* [Entries supplied]
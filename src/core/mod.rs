//! Core module containing the harness machinery
//!
//! This module provides:
//! - Transport layer for the link to the target (Serial, TCP)
//! - Connector with retry and settle delay
//! - Line collector for the target's output
//! - Session runner driving reset, upload, invoke and completion
//! - Test corpus and suite listing
//! - Run events and suite reports
//! - Wire transcript logging
//! - Virtual target for hardware-free runs

pub mod collector;
pub mod connector;
pub mod corpus;
pub mod logger;
pub mod report;
pub mod session;
pub mod simulator;
pub mod transport;
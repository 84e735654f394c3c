//! Named-pipe channels.
//!
//! A channel is one direction of one pipe. Opening goes through
//! [`ChannelOpener`] so the protocol code never touches the filesystem
//! directly; production uses [`FifoOpener`], tests use scripted doubles.

use std::fmt;
use std::fs::{File, OpenOptions};
use std::io::{BufRead, BufReader, ErrorKind, Read, Write};

use tracing::{debug, trace};

use crate::error::ChannelError;

/// Which end of a pipe this process holds.
#[derive(Debug, Clone, Copy, PartialEq, Eq)]
pub enum Direction {
    Read,
    Write,
}

impl fmt::Display for Direction {
    fn fmt(&self, f: &mut fmt::Formatter<'_>) -> fmt::Result {
        match self {
            Direction::Read => f.write_str("reading"),
            Direction::Write => f.write_str("writing"),
        }
    }
}

pub type ReadHandle = Box<dyn Read + Send>;
pub type WriteHandle = Box<dyn Write + Send>;

/// Source of pipe handles.
pub trait ChannelOpener {
    /// Open `path` for reading. For a FIFO this blocks until a writer appears.
    fn open_reader(&self, path: &str) -> Result<ReadHandle, ChannelError>;
    /// Open `path` for writing. For a FIFO this blocks until a reader appears.
    fn open_writer(&self, path: &str) -> Result<WriteHandle, ChannelError>;
}

/// Opens existing filesystem paths (FIFOs provisioned by the orchestrator).
#[derive(Debug, Clone, Copy, Default)]
pub struct FifoOpener;

impl ChannelOpener for FifoOpener {
    fn open_reader(&self, path: &str) -> Result<ReadHandle, ChannelError> {
        let file = File::open(path).map_err(|source| ChannelError::Open {
            path: path.to_string(),
            direction: Direction::Read,
            source,
        })?;
        Ok(Box::new(file))
    }

    fn open_writer(&self, path: &str) -> Result<WriteHandle, ChannelError> {
        let file = OpenOptions::new()
            .write(true)
            .open(path)
            .map_err(|source| ChannelError::Open {
                path: path.to_string(),
                direction: Direction::Write,
                source,
            })?;
        Ok(Box::new(file))
    }
}

/// Read end of a pipe.
pub struct InboundPipe {
    path: String,
    reader: Option<BufReader<ReadHandle>>,
}

impl InboundPipe {
    pub fn open<O: ChannelOpener + ?Sized>(opener: &O, path: &str) -> Result<Self, ChannelError> {
        debug!(path, "opening pipe for reading");
        let handle = opener.open_reader(path)?;
        Ok(Self {
            path: path.to_string(),
            reader: Some(BufReader::new(handle)),
        })
    }

    pub fn path(&self) -> &str {
        &self.path
    }

    pub fn is_open(&self) -> bool {
        self.reader.is_some()
    }

    /// Block until one newline-terminated record arrives; the newline is stripped.
    ///
    /// A final record without a newline is returned as-is; a stream that ends
    /// before any byte is read yields [`ChannelError::Eof`]. Invalid UTF-8 is
    /// replaced; use [`InboundPipe::read_raw_line`] where bytes matter.
    pub fn read_line(&mut self) -> Result<String, ChannelError> {
        let buf = self.read_raw_line()?;
        Ok(String::from_utf8_lossy(&buf).into_owned())
    }

    /// [`InboundPipe::read_line`] without decoding.
    pub fn read_raw_line(&mut self) -> Result<Vec<u8>, ChannelError> {
        let reader = self
            .reader
            .as_mut()
            .ok_or_else(|| ChannelError::Closed(self.path.clone()))?;
        let mut buf = Vec::new();
        let n = reader
            .read_until(b'\n', &mut buf)
            .map_err(|source| ChannelError::Io {
                path: self.path.clone(),
                source,
            })?;
        if n == 0 {
            return Err(ChannelError::Eof(self.path.clone()));
        }
        if buf.last() == Some(&b'\n') {
            buf.pop();
        }
        trace!(path = %self.path, len = buf.len(), "read line");
        Ok(buf)
    }

    /// Read exactly one byte; `None` means the writer closed the pipe.
    pub fn read_byte(&mut self) -> Result<Option<u8>, ChannelError> {
        let reader = self
            .reader
            .as_mut()
            .ok_or_else(|| ChannelError::Closed(self.path.clone()))?;
        let mut byte = [0u8; 1];
        match reader.read_exact(&mut byte) {
            Ok(()) => Ok(Some(byte[0])),
            Err(err) if err.kind() == ErrorKind::UnexpectedEof => Ok(None),
            Err(source) => Err(ChannelError::Io {
                path: self.path.clone(),
                source,
            }),
        }
    }

    /// Drop the handle. Calling it again is a no-op.
    pub fn close(&mut self) {
        if self.reader.take().is_some() {
            debug!(path = %self.path, "closed read end");
        }
    }
}

/// Write end of a pipe.
pub struct OutboundPipe {
    path: String,
    writer: Option<WriteHandle>,
}

impl OutboundPipe {
    pub fn open<O: ChannelOpener + ?Sized>(opener: &O, path: &str) -> Result<Self, ChannelError> {
        debug!(path, "opening pipe for writing");
        let handle = opener.open_writer(path)?;
        Ok(Self {
            path: path.to_string(),
            writer: Some(handle),
        })
    }

    pub fn path(&self) -> &str {
        &self.path
    }

    pub fn is_open(&self) -> bool {
        self.writer.is_some()
    }

    /// Write all of `bytes` and flush.
    ///
    /// A vanished reader surfaces as [`ChannelError::BrokenPipe`]; the
    /// channel stays usable for `close`.
    pub fn write(&mut self, bytes: &[u8]) -> Result<(), ChannelError> {
        let writer = self
            .writer
            .as_mut()
            .ok_or_else(|| ChannelError::Closed(self.path.clone()))?;
        writer
            .write_all(bytes)
            .and_then(|()| writer.flush())
            .map_err(|err| ChannelError::from_write(&self.path, err))?;
        trace!(path = %self.path, len = bytes.len(), "wrote bytes");
        Ok(())
    }

    pub fn write_line(&mut self, text: &str) -> Result<(), ChannelError> {
        let mut buf = Vec::with_capacity(text.len() + 1);
        buf.extend_from_slice(text.as_bytes());
        buf.push(b'\n');
        self.write(&buf)
    }

    /// Flush (ignoring failures) and drop the handle. Idempotent.
    pub fn close(&mut self) {
        if let Some(mut writer) = self.writer.take() {
            let _ = writer.flush();
            debug!(path = %self.path, "closed write end");
        }
    }
}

* [What is needed]
Of the entries above, transcribe exactly those lines that fall between the line containing "for hardware-free runs" and the line containing "impl ChannelOpener for", together with those two lines.

* [Exercise output]
//! - Virtual target for hardware-free runs

pub mod collector;
pub mod connector;
pub mod corpus;
pub mod logger;
pub mod report;
pub mod session;
pub mod simulator;
pub mod transport;
repository 84e735654f394c3c
//! Named-pipe channels.
//!
//! A channel is one direction of one pipe. Opening goes through
//! [`ChannelOpener`] so the protocol code never touches the filesystem
//! directly; production uses [`FifoOpener`], tests use scripted doubles.

use std::fmt;
use std::fs::{File, OpenOptions};
use std::io::{BufRead, BufReader, ErrorKind, Read, Write};

use tracing::{debug, trace};

use crate::error::ChannelError;

/// Which end of a pipe this process holds.
#[derive(Debug, Clone, Copy, PartialEq, Eq)]
pub enum Direction {
    Read,
    Write,
}

impl fmt::Display for Direction {
    fn fmt(&self, f: &mut fmt::Formatter<'_>) -> fmt::Result {
        match self {
            Direction::Read => f.write_str("reading"),
            Direction::Write => f.write_str("writing"),
        }
    }
}

pub type ReadHandle = Box<dyn Read + Send>;
pub type WriteHandle = Box<dyn Write + Send>;

/// Source of pipe handles.
pub trait ChannelOpener {
    /// Open `path` for reading. For a FIFO this blocks until a writer appears.
    fn open_reader(&self, path: &str) -> Result<ReadHandle, ChannelError>;
    /// Open `path` for writing. For a FIFO this blocks until a reader appears.
    fn open_writer(&self, path: &str) -> Result<WriteHandle, ChannelError>;
}

/// Opens existing filesystem paths (FIFOs provisioned by the orchestrator).
#[derive(Debug, Clone, Copy, Default)]
pub struct FifoOpener;

impl ChannelOpener for FifoOpener {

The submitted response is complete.